[Dataset entries]
####
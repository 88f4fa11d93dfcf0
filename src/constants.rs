//! Shared crate-wide constants.

use std::time::Duration;

/// z values at or below this are reserved for shell chrome (taskbar, start
/// menu, overlays); the stacking allocator starts above it.
pub const SHELL_RESERVED_LAYER: u32 = 1000;

/// How long a window stays in `Opening` before settling to `Active`. Gives
/// the decorator one frame band to draw the entry state.
pub const OPEN_ANIMATION: Duration = Duration::from_millis(150);

/// Delay between entering `Closing` and removing the record, so the exit
/// state is visible for at least one frame.
pub const CLOSE_ANIMATION: Duration = Duration::from_millis(300);

/// Debounce for the notes editor autosave: a save fires this long after the
/// most recent edit.
pub const AUTOSAVE_DEBOUNCE: Duration = Duration::from_secs(2);

/// How long a notification toast stays on screen.
pub const TOAST_LIFETIME: Duration = Duration::from_secs(5);

/// Default size for newly spawned windows, in cells.
pub const DEFAULT_WINDOW_WIDTH: u16 = 44;
pub const DEFAULT_WINDOW_HEIGHT: u16 = 16;

/// Minimum number of visible cells a window must keep within the managed
/// area so the user can still grab its chrome.
pub const MIN_VISIBLE_MARGIN: u16 = 4;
####
▶ _TRY IT_
Within the data above, the lines from the one with "use std::time::Duration;" to the one with "long a window" must be repeated exactly; no other line belongs in the answer.

▶ _EXERCISE SOLUTION_
use std::time::Duration;

/// z values at or below this are reserved for shell chrome (taskbar, start
/// menu, overlays); the stacking allocator starts above it.
pub const SHELL_RESERVED_LAYER: u32 = 1000;

/// How long a window stays in `Opening` before settling to `Active`. Gives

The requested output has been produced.